Since the Asset object is quite simple, we could use it for other purposes as well; for instance, at the moment we use "unadvertised" ResourceBase instances for providing simple data to GeoStories (images, PDFs, ...). Instead of using such a heavy object, we could just use LocalAssets for this purpose.

Also, more Assets may be associated with an existing ResourceBase; this behavior replicates what GeoNetwork is already doing, that is having multiple data resources pointed by a single metadata record.

Permissions

In the future there could be different permissions for a Resource and its linked Assets, anyway for the sake of simplicity, as a first step we may grant on the asset the very same permissions of the linked ResourceBases.
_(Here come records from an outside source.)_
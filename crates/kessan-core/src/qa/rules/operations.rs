//! Operations questions: marketing plan, KPI monitoring

use crate::derived;
use crate::error::Result;
use crate::format::{format_currency, format_percent, ratio};
use crate::model::fy_label;
use crate::qa::catalog::{checked, Rule, RuleContext};
use crate::qa::types::{QaCategory, QaDraft};

use super::{bullets, join_paragraphs, kpi_year};

const BENCHMARK_KPI_LIMIT: usize = 3;

pub fn rules() -> Vec<Rule> {
    vec![
        Rule::new("operations.marketing", QaCategory::Operations, 6, marketing),
        Rule::new("operations.kpi_monitoring", QaCategory::Operations, 6, kpi_monitoring),
    ]
}

/// Marketing spend as a share of revenue, when the SGA breakdown has one
fn marketing(ctx: &RuleContext<'_>) -> Result<Option<QaDraft>> {
    let Some(pl) = ctx.pl else {
        return Ok(None);
    };
    let Some(sga) = pl.sga_breakdown.as_ref() else {
        return Ok(None);
    };
    let spend = checked("marketing", &sga.marketing)?;
    let total = derived::total(spend);
    if total <= 0.0 {
        return Ok(None);
    }
    let revenue = checked("revenue", &pl.revenue)?;
    let shares = derived::margins(spend, revenue);

    let summary = format!(
        "5年間で累計**{}**のマーケティング投資を計画しており、売上高比率はFY1の{}からFY5には{}となります。",
        format_currency(total),
        format_percent(shares[0]),
        format_percent(shares[4])
    );

    let mut blocks = vec![summary];

    if !ctx.is_executive() {
        let lines = spend.iter().enumerate().map(|(i, v)| {
            format!(
                "{}: {}（売上比{}）",
                fy_label(i),
                format_currency(*v),
                format_percent(shares[i])
            )
        });
        blocks.push(bullets(lines));
    }

    if let Some(items) = pl
        .sga_detail
        .as_ref()
        .map(|d| &d.marketing)
        .filter(|m| !m.is_empty())
    {
        for item in items {
            checked(&item.name, &item.amounts)?;
        }
        let lines = items.iter().map(|item| {
            let item_total = derived::total(&item.amounts);
            format!(
                "{}: 累計{}（構成比{}）",
                item.name,
                format_currency(item_total),
                format_percent(ratio(item_total, total))
            )
        });
        blocks.push(format!("施策別の内訳は以下の通りです。\n{}", bullets(lines)));
    }

    Ok(Some(
        QaDraft::new("マーケティング投資の計画は？", join_paragraphs(blocks))
            .with_tags(&["オペレーション", "マーケティング", "顧客獲得"]),
    ))
}

fn kpi_monitoring(ctx: &RuleContext<'_>) -> Result<Option<QaDraft>> {
    let mut financial = vec!["売上高（月次・計画比）".to_string()];

    match ctx.kpis.and_then(|k| k.gp_margin).filter(|v| v.is_finite()) {
        Some(gp) => financial.push(format!("粗利率（計画値 {}）", format_percent(gp))),
        None => financial.push("粗利率".to_string()),
    }
    match ctx.kpis.and_then(|k| k.fy5_op_margin).filter(|v| v.is_finite()) {
        Some(op) => financial.push(format!("営業利益率（FY5計画値 {}）", format_percent(op))),
        None => financial.push("営業利益率".to_string()),
    }
    match kpi_year(ctx.kpis.and_then(|k| k.break_even_year.as_deref())) {
        Some(year) => financial.push(format!("黒字化の進捗（目標 {}）", year)),
        None => financial.push("キャッシュ残高と月次バーンレート".to_string()),
    }

    let industry: Vec<String> = ctx
        .benchmark
        .kpis
        .iter()
        .take(BENCHMARK_KPI_LIMIT)
        .map(|k| {
            if ctx.is_executive() {
                k.name.clone()
            } else {
                format!("{}（目安: {}）", k.name, k.benchmark)
            }
        })
        .collect();

    let mut blocks = vec![
        "財務KPIと業界固有KPIを組み合わせて月次でモニタリングします。".to_string(),
        format!("財務KPI:\n{}", bullets(&financial)),
    ];
    if !industry.is_empty() {
        blocks.push(format!("業界KPI:\n{}", bullets(&industry)));
    }
    blocks.push("計画との乖離が一定水準を超えた場合は、原因分析と対応策を経営会議で検討します。".to_string());

    Ok(Some(
        QaDraft::new("どのKPIで事業の進捗を管理しますか？", join_paragraphs(blocks))
            .with_tags(&["オペレーション", "KPI", "モニタリング"]),
    ))
}

#[cfg(test)]
mod tests {
    use crate::qa::types::QaSettings;
    use crate::test_utils::*;

    #[test]
    fn test_marketing_requires_breakdown() {
        let settings = QaSettings::default();
        assert!(run_rule("operations.marketing", &saas_context(), &settings).is_none());
        let plain = saas_context().with_pl_summary(sample_pl());
        assert!(run_rule("operations.marketing", &plain, &settings).is_none());

        let draft = run_rule("operations.marketing", &full_saas_context(), &settings).unwrap();
        assert!(draft.answer.contains("累計**1.1億円**"));
        assert!(draft.answer.contains("FY1の16.0%からFY5には10.2%"));
        assert!(draft.answer.contains("Web広告: 累計6600万円"));
    }

    #[test]
    fn test_kpi_monitoring_always_fires() {
        let settings = QaSettings::default();
        let draft = run_rule("operations.kpi_monitoring", &saas_context(), &settings).unwrap();
        assert!(draft.answer.contains("キャッシュ残高"));
        assert!(draft.answer.contains("MRR（目安: 前年比50%以上の成長）"));
        assert!(draft.answer.contains("LTV/CAC"));
        assert!(!draft.answer.contains("NRR"));

        let draft =
            run_rule("operations.kpi_monitoring", &full_saas_context(), &settings).unwrap();
        assert!(draft.answer.contains("粗利率（計画値 70.0%）"));
        assert!(draft.answer.contains("黒字化の進捗（目標 FY2）"));
    }
}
In the case we want to associate an Asset to more than one Resource, the Asset will be available if the user has download privileges on at least one of the associated Resources.

Implementation

Model:

Add Asset class, and its subclass LocalAsset
Refact ResourceBase and Link classes

Logic:

Replace the usage of files with Asset instances

DB migration:

Documents:
- migration is straightforward, since there's a single file
Datasets:
- Single file --> Asset
- Shapefile (shp+dbf+shx+prj?) or other multifile formats--> ?
  - Multiple options according to Asset type:
    - create a zipfile ?
    - publish as the root entry of a directory? (There are cases where we want an Asset to be a directory with subdir)
    - Every Assethandler should be able to create its own Asset content and related link url
      - shp file should create a zip file, since such data is only used for download
  - What if there is a SLD (or any other satellite file)? is it a separate Asset?

API:

Make sure existing API still returns file info as before

Authorization

A user has access to an Asset data iff such Asset is associated with at least one ResourceBase for which the user has download permissions.

Backwards Compatibility

API: old files array can be preserved in output

Future evolution

Decoupled uploads

A user may upload an Asset without having to associate it to a Resource.
Unassociated Assets may be used to automatically create ResourceBases and attach the asset to them.

Deprecate Documents

Once Assets gain their characterization, the Document object will not have much of a meaning, also considering that users upload as a Document any object that is not published as a Layer.
This means that we will be able to remove the Document class, and convert its instances into ResourceBases with an Asset handling the former document's data.

Feedback

Update this section with relevant feedbacks, if any.

Voting

Project Steering Committee:

Alessio Fabiani:
Francesco Bartoli:
Giovanni Allegri: +1
Toni Schoenbuchner: +1
Florian Hoedt:

Links

Remove unused links below.

The text was updated successfully, but these errors were encountered:

etj · 2024-04-02T15:33:14Z

Refactoring data upload procedure

The initial Asset implementation could be completely hidden to the GeoNode user, since the changes are only applied on the backend logic.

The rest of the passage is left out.